When linear A levels were last routinely sat a mix of B and C grades would get students into a good university. Today students are more likely to require A and A*s. A combination of terminal exams and higher grade offers is an understandable source of sixth form anxiety. All of this is made worse by the fact the new linear A levels are new, and therefore details about exam papers, assessment criteria and grade boundaries are sketchy. The high stakes game is being played partly in the dark.
It is not just in linearity that there is a return to the past. Without AS module results on which to assess applicants, universities are having to change their admissions processes. The fourth term entry test is back with a vengeance. Early November of the upper sixth is now very much the university admissions test season.
So what does all of this mean for sixth forms?
In the state sector budget cuts have narrowed the sixth form curriculum such that the old 4 AS level programme in the lower sixth leading to 3 or 4 A levels in the upper sixth has become 3 linear qualifications from day one. The Perse has resisted this move. We do not want to narrow the lower sixth form curriculum prematurely and deny pupils the opportunity to study a fourth complementary subject (for example maths reinforcing physics, chemistry and biology) or a fourth contrasting subject that gives students additional skills (for example a foreign language). We also know from experience that making the right subject choices is a key determinant of examination success. There is a significant leap up from I/GCSE to A level and success in a subject at GCSE does not necessarily equate with success at A level; this is particularly so for maths and the sciences. The advantage of The Perse’s 4 subject lower sixth programme of study is that students can decide which subject to drop on the basis of actual A level experience, and we know this leads to more informed decisions and subsequently better exam results.

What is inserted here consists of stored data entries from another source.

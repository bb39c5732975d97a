use clap::Args;

use common::crypto::RecoveryKeyError;
use common::storage::SecretStorageError;

use crate::keyring::KeyringError;
use crate::op::parse_recovery_key;
use crate::state::StateError;

/// Verify a raw key against a key descriptor's check value
#[derive(Args, Debug, Clone)]
pub struct Check {
    /// Key id to check (the default key if omitted)
    pub key_id: Option<String>,

    /// Recovery key to check (the keyring copy if omitted)
    #[arg(long)]
    pub recovery_key: Option<String>,
}

#[derive(Debug, thiserror::Error)]
pub enum KeyCheckError {
    #[error("state error: {0}")]
    State(#[from] StateError),
    #[error("invalid recovery key: {0}")]
    RecoveryKey(#[from] RecoveryKeyError),
    #[error("secret storage error: {0}")]
    Storage(#[from] SecretStorageError),
    #[error("keyring error: {0}")]
    Keyring(#[from] KeyringError),
    #[error("key not found: {0}")]
    NotFound(String),
    #[error("no default key is set")]
    NoDefaultKey,
    #[error("no recovery key given and key {0} is not in the keyring")]
    NoKey(String),
}

#[async_trait::async_trait]
impl crate::op::Op for Check {
    type Error = KeyCheckError;
    type Output = String;

    async fn execute(&self, ctx: &crate::op::OpContext) -> Result<Self::Output, Self::Error> {
        let state = ctx.state()?;
        let storage = state.storage(None);

        let Some((key_id, descriptor)) = storage.get_key(self.key_id.as_deref()).await? else {
            return Err(match &self.key_id {
                Some(key_id) => KeyCheckError::NotFound(key_id.clone()),
                None => KeyCheckError::NoDefaultKey,
            });
        };

        let key = match parse_recovery_key(self.recovery_key.as_deref())? {
            Some(key) => key,
            None => state
                .keyring()
                .load(&key_id)?
                .ok_or_else(|| KeyCheckError::NoKey(key_id.clone()))?,
        };

        if storage.check_key(&key, &descriptor)? {
            Ok(format!("Key matches {}", key_id))
        } else {
            Ok(format!("Key does NOT match {}", key_id))
        }
    }
}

The Perse has a specialist Higher Education Team of 10, together with subject advisers in 19 subject areas. With such specialist staffing we run bespoke preparation classes for different university admissions tests (including overseas universities) and advise students on the composition of their personal statements to maximise the chances of receiving an offer. Where students will be interviewed as part of the selection process subject advisers are assisted by other Perse staff in providing challenging practice interviews. We also have an interview exchange arrangement with Magdalen College School Oxford to perfect interview technique. The cumulative effect of this extra help can be the difference between offers and rejections at top universities where competition for places is stiff and marginal gains shape outcomes.
With everything riding on terminal exams, the quality of sixth form teaching is paramount. With an average sixth form class size of less than 10, Perse teachers have the time to closely supervise and support individual students to make sure they are on track for success in the final exams. Detailed, regular, marking feedback is crucial so that students can perfect their examination technique. The latter is helped by many of our staff who as experienced public examiners know what markers are looking for.

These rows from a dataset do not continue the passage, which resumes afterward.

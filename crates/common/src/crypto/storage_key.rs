//! Raw secret storage keys
//!
//! A `StorageKey` is the 256-bit key material a user holds for a secret
//! storage key descriptor. The core never persists it: the application hands
//! one over for a single encrypt/decrypt call and it is zeroized on drop.

use std::fmt;

use subtle::ConstantTimeEq;
use zeroize::{Zeroize, ZeroizeOnDrop};

/// Size of a secret storage key in bytes (256 bits)
pub const STORAGE_KEY_SIZE: usize = 32;

/// Errors that can occur when parsing key material
#[derive(Debug, thiserror::Error)]
pub enum StorageKeyError {
    #[error("key error: {0}")]
    Default(#[from] anyhow::Error),
}

/// A 256-bit secret storage key
///
/// Each key descriptor stored in account data corresponds to one of these,
/// held only by the user (typically shown to them as a recovery key, see
/// [`super::recovery_key`]).
///
/// # Examples
///
/// ```ignore
/// let key = StorageKey::generate();
/// let payload = encrypt_aes("secret", &key, "m.cross_signing.master", None)?;
/// let plaintext = decrypt_aes(&payload, &key, "m.cross_signing.master")?;
/// ```
#[derive(Clone, Zeroize, ZeroizeOnDrop)]
pub struct StorageKey([u8; STORAGE_KEY_SIZE]);

impl fmt::Debug for StorageKey {
    fn fmt(&self, f: &mut fmt::Formatter<'_>) -> fmt::Result {
        f.write_str("StorageKey(..)")
    }
}

impl PartialEq for StorageKey {
    fn eq(&self, other: &Self) -> bool {
        self.0.ct_eq(&other.0).into()
    }
}

impl Eq for StorageKey {}

impl From<[u8; STORAGE_KEY_SIZE]> for StorageKey {
    fn from(bytes: [u8; STORAGE_KEY_SIZE]) -> Self {
        StorageKey(bytes)
    }
}

impl StorageKey {
    /// Generate a new random key using a cryptographically secure RNG
    pub fn generate() -> Self {
        let mut buff = [0; STORAGE_KEY_SIZE];
        getrandom::getrandom(&mut buff).expect("failed to generate random bytes");
        Self(buff)
    }

    /// Create a key from a byte slice
    ///
    /// # Errors
    ///
    /// Returns an error if the slice length is not exactly `STORAGE_KEY_SIZE` bytes.
    pub fn from_slice(data: &[u8]) -> Result<Self, StorageKeyError> {
        if data.len() != STORAGE_KEY_SIZE {
            return Err(anyhow::anyhow!(
                "invalid storage key size, expected {}, got {}",
                STORAGE_KEY_SIZE,
                data.len()
            )
            .into());
        }
        let mut buff = [0; STORAGE_KEY_SIZE];
        buff.copy_from_slice(data);
        Ok(buff.into())
    }

    /// Parse a key from a hexadecimal string
    ///
    /// Accepts both plain hex and "0x"-prefixed hex strings.
    pub fn from_hex(hex: &str) -> Result<Self, StorageKeyError> {
        let hex = hex.trim();
        let hex = hex.strip_prefix("0x").unwrap_or(hex);
        let mut buff = [0; STORAGE_KEY_SIZE];
        hex::decode_to_slice(hex, &mut buff)
            .map_err(|_| anyhow::anyhow!("storage key hex decode error"))?;
        Ok(buff.into())
    }

    /// Convert key to hexadecimal string
    pub fn to_hex(&self) -> String {
        hex::encode(self.0)
    }

    /// Get a reference to the key bytes
    pub fn bytes(&self) -> &[u8] {
        self.0.as_ref()
    }
}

The combination of linear exams and higher grade offers can be stressful. Students require pastoral support from their tutors and general wellbeing guidance. They also need balance in their lives and the opportunity for enjoyment, stress relief, skills acquisition and character development through sport, music, drama, outdoor pursuits, and other clubs and societies. We know from experience that students who have lots of other interests develop a better sense of perspective, are more resilient, and score highly in exams. More interests make for a more interesting, well rounded person, which in turn aids university and job applications. Most importantly of all it sets sixth formers up for a more enriching adult life.
Linearity is changing the sixth form, and good schools like The Perse are evolving to keep ahead of new academic and pastoral challenges. Whilst terminal exams may be a nostalgic ‘blast from the past’ for parents, when coupled with higher university offers they are a concern for students. We will work with our pupils to manage any worries and ensure students achieve their academic and extra curricular goals in a happy and purposeful environment.